## What you need to do:
Give back the entries verbatim.

## Materials provided:
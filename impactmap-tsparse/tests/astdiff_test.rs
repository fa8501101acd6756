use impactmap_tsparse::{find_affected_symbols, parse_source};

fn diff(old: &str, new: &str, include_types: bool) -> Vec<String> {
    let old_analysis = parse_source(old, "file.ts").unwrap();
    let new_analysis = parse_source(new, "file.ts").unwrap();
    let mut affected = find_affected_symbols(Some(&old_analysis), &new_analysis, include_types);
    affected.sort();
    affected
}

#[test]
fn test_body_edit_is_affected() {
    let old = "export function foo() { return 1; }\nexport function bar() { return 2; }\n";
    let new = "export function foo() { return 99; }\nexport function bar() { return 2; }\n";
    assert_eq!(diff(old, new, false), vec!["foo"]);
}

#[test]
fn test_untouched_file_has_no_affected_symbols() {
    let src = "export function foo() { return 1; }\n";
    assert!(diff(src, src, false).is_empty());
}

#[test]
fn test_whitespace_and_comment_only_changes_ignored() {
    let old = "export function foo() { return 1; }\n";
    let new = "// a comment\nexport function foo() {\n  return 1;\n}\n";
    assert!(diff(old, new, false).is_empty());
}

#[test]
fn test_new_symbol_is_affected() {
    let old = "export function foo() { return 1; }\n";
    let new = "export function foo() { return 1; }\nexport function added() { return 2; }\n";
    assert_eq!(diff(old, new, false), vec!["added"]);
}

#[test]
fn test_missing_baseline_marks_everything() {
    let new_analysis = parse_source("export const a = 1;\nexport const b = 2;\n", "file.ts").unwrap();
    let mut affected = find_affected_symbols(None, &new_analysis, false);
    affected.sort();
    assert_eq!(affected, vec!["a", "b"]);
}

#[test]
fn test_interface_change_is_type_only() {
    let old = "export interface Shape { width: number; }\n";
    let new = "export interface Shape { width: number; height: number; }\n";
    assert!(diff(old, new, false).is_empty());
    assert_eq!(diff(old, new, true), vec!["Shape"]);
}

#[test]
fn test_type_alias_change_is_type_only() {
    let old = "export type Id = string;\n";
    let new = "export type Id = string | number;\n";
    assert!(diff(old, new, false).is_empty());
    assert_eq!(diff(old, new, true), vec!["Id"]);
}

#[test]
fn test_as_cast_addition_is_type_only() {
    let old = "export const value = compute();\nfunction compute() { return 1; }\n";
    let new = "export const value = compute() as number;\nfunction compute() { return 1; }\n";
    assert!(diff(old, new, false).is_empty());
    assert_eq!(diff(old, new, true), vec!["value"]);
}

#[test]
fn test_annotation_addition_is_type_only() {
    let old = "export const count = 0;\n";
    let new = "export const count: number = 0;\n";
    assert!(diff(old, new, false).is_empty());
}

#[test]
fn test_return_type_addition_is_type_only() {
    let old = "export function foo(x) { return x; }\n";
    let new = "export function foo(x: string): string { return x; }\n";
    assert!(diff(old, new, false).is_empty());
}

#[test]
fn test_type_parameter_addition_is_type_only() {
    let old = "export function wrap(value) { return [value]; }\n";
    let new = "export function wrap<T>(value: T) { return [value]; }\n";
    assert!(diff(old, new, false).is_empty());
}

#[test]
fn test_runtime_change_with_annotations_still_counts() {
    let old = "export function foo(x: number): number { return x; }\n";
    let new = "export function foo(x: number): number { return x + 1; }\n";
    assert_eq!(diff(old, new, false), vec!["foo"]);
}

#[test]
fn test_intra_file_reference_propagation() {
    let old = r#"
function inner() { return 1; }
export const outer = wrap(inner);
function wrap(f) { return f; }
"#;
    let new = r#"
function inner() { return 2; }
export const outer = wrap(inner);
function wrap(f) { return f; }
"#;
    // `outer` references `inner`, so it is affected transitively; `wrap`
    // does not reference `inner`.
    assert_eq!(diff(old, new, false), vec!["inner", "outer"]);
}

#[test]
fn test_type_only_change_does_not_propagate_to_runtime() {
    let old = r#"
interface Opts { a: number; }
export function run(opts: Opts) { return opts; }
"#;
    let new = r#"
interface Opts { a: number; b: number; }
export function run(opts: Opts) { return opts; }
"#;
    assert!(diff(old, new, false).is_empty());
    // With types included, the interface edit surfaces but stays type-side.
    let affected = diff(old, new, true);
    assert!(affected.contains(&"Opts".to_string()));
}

## Response:
filename impactmap-tsparse/tests/astdiff_test.rs
repository fa8501101acd6756
use impactmap_tsparse::{find_affected_symbols, parse_source};

fn diff(old: &str, new: &str, include_types: bool) -> Vec<String> {
    let old_analysis = parse_source(old, "file.ts").unwrap();
    let new_analysis = parse_source(new, "file.ts").unwrap();
    let mut affected = find_affected_symbols(Some(&old_analysis), &new_analysis, include_types);
    affected.sort();
    affected
}

#[test]
fn test_body_edit_is_affected() {
    let old = "export function foo() { return 1; }\nexport function bar() { return 2; }\n";
    let new = "export function foo() { return 99; }\nexport function bar() { return 2; }\n";
    assert_eq!(diff(old, new, false), vec!["foo"]);
}

#[test]
fn test_untouched_file_has_no_affected_symbols() {
    let src = "export function foo() { return 1; }\n";
    assert!(diff(src, src, false).is_empty());
}

#[test]
fn test_whitespace_and_comment_only_changes_ignored() {
    let old = "export function foo() { return 1; }\n";
    let new = "// a comment\nexport function foo() {\n  return 1;\n}\n";
    assert!(diff(old, new, false).is_empty());
}

#[test]
fn test_new_symbol_is_affected() {
    let old = "export function foo() { return 1; }\n";
    let new = "export function foo() { return 1; }\nexport function added() { return 2; }\n";
    assert_eq!(diff(old, new, false), vec!["added"]);
}

#[test]
fn test_missing_baseline_marks_everything() {
    let new_analysis = parse_source("export const a = 1;\nexport const b = 2;\n", "file.ts").unwrap();
    let mut affected = find_affected_symbols(None, &new_analysis, false);
    affected.sort();
    assert_eq!(affected, vec!["a", "b"]);
}

#[test]
fn test_interface_change_is_type_only() {
    let old = "export interface Shape { width: number; }\n";
    let new = "export interface Shape { width: number; height: number; }\n";
    assert!(diff(old, new, false).is_empty());
    assert_eq!(diff(old, new, true), vec!["Shape"]);
}

#[test]
fn test_type_alias_change_is_type_only() {
    let old = "export type Id = string;\n";
    let new = "export type Id = string | number;\n";
    assert!(diff(old, new, false).is_empty());
    assert_eq!(diff(old, new, true), vec!["Id"]);
}

#[test]
fn test_as_cast_addition_is_type_only() {
    let old = "export const value = compute();\nfunction compute() { return 1; }\n";
    let new = "export const value = compute() as number;\nfunction compute() { return 1; }\n";
    assert!(diff(old, new, false).is_empty());
    assert_eq!(diff(old, new, true), vec!["value"]);
}

#[test]
fn test_annotation_addition_is_type_only() {
    let old = "export const count = 0;\n";
    let new = "export const count: number = 0;\n";
    assert!(diff(old, new, false).is_empty());
}

#[test]
fn test_return_type_addition_is_type_only() {
    let old = "export function foo(x) { return x; }\n";
    let new = "export function foo(x: string): string { return x; }\n";
    assert!(diff(old, new, false).is_empty());
}

#[test]
fn test_type_parameter_addition_is_type_only() {
    let old = "export function wrap(value) { return [value]; }\n";
    let new = "export function wrap<T>(value: T) { return [value]; }\n";
    assert!(diff(old, new, false).is_empty());
}

#[test]
fn test_runtime_change_with_annotations_still_counts() {
    let old = "export function foo(x: number): number { return x; }\n";
    let new = "export function foo(x: number): number { return x + 1; }\n";
    assert_eq!(diff(old, new, false), vec!["foo"]);
}

#[test]
fn test_intra_file_reference_propagation() {
    let old = r#"
function inner() { return 1; }
export const outer = wrap(inner);
function wrap(f) { return f; }
"#;
    let new = r#"
function inner() { return 2; }
export const outer = wrap(inner);
function wrap(f) { return f; }
"#;
    // `outer` references `inner`, so it is affected transitively; `wrap`
    // does not reference `inner`.
    assert_eq!(diff(old, new, false), vec!["inner", "outer"]);
}

#[test]
fn test_type_only_change_does_not_propagate_to_runtime() {
    let old = r#"
interface Opts { a: number; }
export function run(opts: Opts) { return opts; }
"#;
    let new = r#"
interface Opts { a: number; b: number; }
export function run(opts: Opts) { return opts; }
"#;
    assert!(diff(old, new, false).is_empty());
    // With types included, the interface edit surfaces but stays type-side.
    let affected = diff(old, new, true);
    assert!(affected.contains(&"Opts".to_string()));
}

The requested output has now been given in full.